Is conspiracy thinking at an all time high?
Historical records show that there were rampant conspiracy theories going on in the Middle Ages when the plague hit Europe. It was anti-Semitism at the time. That tends to be part and parcel of pandemics. People engage in conspiracies that involve some sort of “othering” of people. During previous pandemics, people chased doctors down the street because they thought they were responsible for the pandemic. In Europe, now a lot of antagonism is directed at Asians, because the pandemic started in China. The internet is helping the spread of conspiracy theories. It’s much easier now than it was 30 years ago. But it’s difficult to say we have more now.
Are conservatives or liberals any more likely to engage in conspiracy thinking?
There is a lot of research on this and political conspiracy theories tend to be most associated with extreme political views, on the right or the left. But if you quantify it, you frequently find more on the right than the left.
How do we talk to the conspiracy theorists in our lives?
It’s extremely difficult. In terms of strategy, the best people to talk to are people who are not conspiracy theorists. The vast majority of people are grateful for the debunking and responsive to it. That should be your target of communication if you have a choice. The hardcore conspiracy theorists are unlikely to change their minds. They will take what you say and display considerable ingenuity in twisting it and using it against you. On Twitter, I block them immediately because I’m concerned about my ability to have a rational conversation and I don’t want others to violate that right.
How do we prevent the spread of conspiracy theories?

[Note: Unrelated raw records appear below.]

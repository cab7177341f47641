use std::time::Duration;

use chrono::{DateTime, SecondsFormat, Utc};
use log::{debug, error, warn};
use reqwest::header::{HeaderMap, HeaderValue};
use serde::de::DeserializeOwned;
use serde::Deserialize;
use url::Url;

use crate::auth::Token;
use crate::error::{PipewatchError, Result};

/// Items requested per page when walking a paginated endpoint.
pub(super) const PAGE_SIZE: u64 = 100;

/// Hard stop for pagination. The `x-next-page` header is the authoritative
/// termination signal; the cap bounds the walk against a server that keeps
/// advertising further pages.
pub(super) const MAX_PAGES: u64 = 1000;

/// All time-filtered queries look back this many days.
pub(super) const LOOKBACK_DAYS: i64 = 14;

/// GitLab server version, fetched once at client construction.
#[derive(Debug, Clone)]
pub struct ServerVersion {
    pub raw: String,
    pub major: u32,
}

/// REST client for the GitLab v4 API.
///
/// Wraps a shared `reqwest::Client` carrying the `PRIVATE-TOKEN` header and
/// an explicit per-request timeout. Fetch failures inside pagination and
/// single-resource lookups are logged and degrade to empty results so one
/// bad sub-fetch never aborts a whole dashboard refresh.
pub struct GitLabClient {
    client: reqwest::Client,
    api_url: String,
    version: Option<ServerVersion>,
}

#[derive(Deserialize)]
struct VersionResponse {
    version: String,
}

#[derive(Deserialize)]
struct NamedResource {
    name: String,
}

impl GitLabClient {
    /// Creates a client and probes the server version.
    ///
    /// # Arguments
    ///
    /// * `api_url` - API base URL including the version prefix
    ///   (e.g. <https://gitlab.com/api/v4>)
    /// * `token` - Optional private token
    /// * `timeout` - Per-request timeout
    ///
    /// # Errors
    ///
    /// Returns an error if the base URL or token is malformed or the HTTP
    /// client cannot be built. An unreachable `/version` endpoint is not an
    /// error; the version stays unknown and test-report fetching is skipped.
    pub async fn new(api_url: &str, token: Option<Token>, timeout: Duration) -> Result<Self> {
        Url::parse(api_url)
            .map_err(|e| PipewatchError::Config(format!("Invalid API base URL: {e}")))?;

        let mut headers = HeaderMap::new();
        if let Some(token) = &token {
            let value = HeaderValue::from_str(token.as_str())
                .map_err(|e| PipewatchError::Config(format!("Invalid token: {e}")))?;
            headers.insert("PRIVATE-TOKEN", value);
        }

        let client = reqwest::Client::builder()
            .user_agent(concat!("pipewatch/", env!("CARGO_PKG_VERSION")))
            .default_headers(headers)
            .timeout(timeout)
            .build()
            .map_err(|e| PipewatchError::Config(format!("Failed to create HTTP client: {e}")))?;

        let mut instance = Self {
            client,
            api_url: api_url.trim_end_matches('/').to_string(),
            version: None,
        };
        instance.version = instance.fetch_version().await;

        Ok(instance)
    }

    pub fn version(&self) -> Option<&ServerVersion> {
        self.version.as_ref()
    }

    async fn fetch_version(&self) -> Option<ServerVersion> {
        let response: VersionResponse = self.get_json("/version").await?;
        let major = match response.version.split('.').next().and_then(|m| m.parse().ok()) {
            Some(major) => major,
            None => {
                warn!("Unparseable GitLab version: {}", response.version);
                return None;
            }
        };
        debug!("GitLab server version: {}", response.version);
        Some(ServerVersion {
            raw: response.version,
            major,
        })
    }

    /// Start of the look-back window, formatted for `updated_after`/`since`
    /// query parameters.
    pub(super) fn horizon() -> String {
        let horizon: DateTime<Utc> = Utc::now() - chrono::Duration::days(LOOKBACK_DAYS);
        horizon.to_rfc3339_opts(SecondsFormat::Secs, true)
    }

    /// Fetches a single page of a list endpoint.
    ///
    /// Appends `page`/`per_page` to the endpoint, preserving any query
    /// string already present. Returns the decoded items plus the parsed
    /// `x-next-page` header; a missing, empty, or unparseable header comes
    /// back as `None`. Non-200 responses and decode failures are logged and
    /// yield no items.
    pub(super) async fn get_page<T: DeserializeOwned>(
        &self,
        endpoint: &str,
        page: u64,
        per_page: u64,
    ) -> (Vec<T>, Option<u64>) {
        let separator = if endpoint.contains('?') { '&' } else { '?' };
        let url = format!(
            "{}{}{}page={}&per_page={}",
            self.api_url, endpoint, separator, page, per_page
        );
        debug!("GitLab request: {url}");

        let response = match self.client.get(&url).send().await {
            Ok(response) => response,
            Err(e) => {
                error!("{endpoint}: {e}");
                return (Vec::new(), None);
            }
        };

        let next_page = response
            .headers()
            .get("x-next-page")
            .and_then(|value| value.to_str().ok())
            .and_then(|value| value.trim().parse::<u64>().ok());

        let status = response.status();
        if !status.is_success() {
            let body = response.text().await.unwrap_or_default();
            error!("{endpoint}: status {status}: {body}");
            return (Vec::new(), None);
        }

        match response.json::<Vec<T>>().await {
            Ok(items) => (items, next_page),
            Err(e) => {
                error!("{endpoint}: failed to decode response: {e}");
                (Vec::new(), None)
            }
        }
    }

    /// Fetches every page of a list endpoint, concatenating items in page
    /// order.
    ///
    /// The walk stops when the server's `x-next-page` header is absent,
    /// empty, or does not advance past the current page, and unconditionally
    /// at [`MAX_PAGES`].
    pub(super) async fn get_all_pages<T: DeserializeOwned>(&self, endpoint: &str) -> Vec<T> {
        let mut items = Vec::new();
        let mut page = 1;

        loop {
            let (mut page_items, next_page) = self.get_page(endpoint, page, PAGE_SIZE).await;
            items.append(&mut page_items);

            match next_page {
                Some(next) if next > page => page = next,
                _ => break,
            }

            if page > MAX_PAGES {
                warn!("{endpoint}: giving up pagination after {MAX_PAGES} pages");
                break;
            }
        }

        items
    }

    /// Issues one GET and decodes the body, turning non-200 responses into
    /// [`PipewatchError::Api`].
    async fn get_checked<T: DeserializeOwned>(&self, url: &str) -> Result<T> {
        let response = self.client.get(url).send().await?;

        let status = response.status();
        if !status.is_success() {
            let message = response.text().await.unwrap_or_default();
            return Err(PipewatchError::Api {
                status: status.as_u16(),
                message,
            });
        }

        Ok(response.json().await?)
    }

    /// Fetches a single resource, logging failures and returning `None`
    /// instead of raising. Dashboard refreshes must keep going when one
    /// sub-fetch fails.
    pub(super) async fn get_json<T: DeserializeOwned>(&self, endpoint: &str) -> Option<T> {
        let url = format!("{}{}", self.api_url, endpoint);
        debug!("GitLab request: {url}");

        match self.get_checked(&url).await {
            Ok(value) => Some(value),
            Err(e) => {
                error!("{endpoint}: {e}");
                None
            }
        }
    }

    /// Group display name; empty when the lookup fails so callers can always
    /// render something.
    pub async fn group_name(&self, group_id: u64) -> String {
        self.get_json::<NamedResource>(&format!("/groups/{group_id}"))
            .await
            .map(|resource| resource.name)
            .unwrap_or_default()
    }

    /// Project display name; empty when the lookup fails.
    pub async fn project_name(&self, project_id: u64) -> String {
        self.get_json::<NamedResource>(&format!("/projects/{project_id}"))
            .await
            .map(|resource| resource.name)
            .unwrap_or_default()
    }
}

By trying to inoculate the public against them. Telling the public ahead of time: Look, there are people who believe these conspiracy theories. They invent this stuff. When they invent it they exhibit these characteristics of misguided cognition. You can go through the traits we mention in our handbook, like incoherence, immunity to evidence, overriding suspicion and connecting random dots into a pattern. The best thing to do is tell the public how they can spot conspiracy theories and how they can protect themselves.
Are you aware of any cases where the conspiracy theorists turned out to be right?
There are tens of thousands of conspiracy theories out there, so I haven’t checked them all. But if you look at actual conspiracies, Volkswagen, Iran-contra, Watergate — the real conspiracies — they were uncovered by conventional cognition. There weren’t people there who took the absence of evidence to be evidence for the theory, or who reinterpreted contrary evidence to somehow support their theory. I’m not aware of any conspiracy theorists discovering something where they turn out to be correct.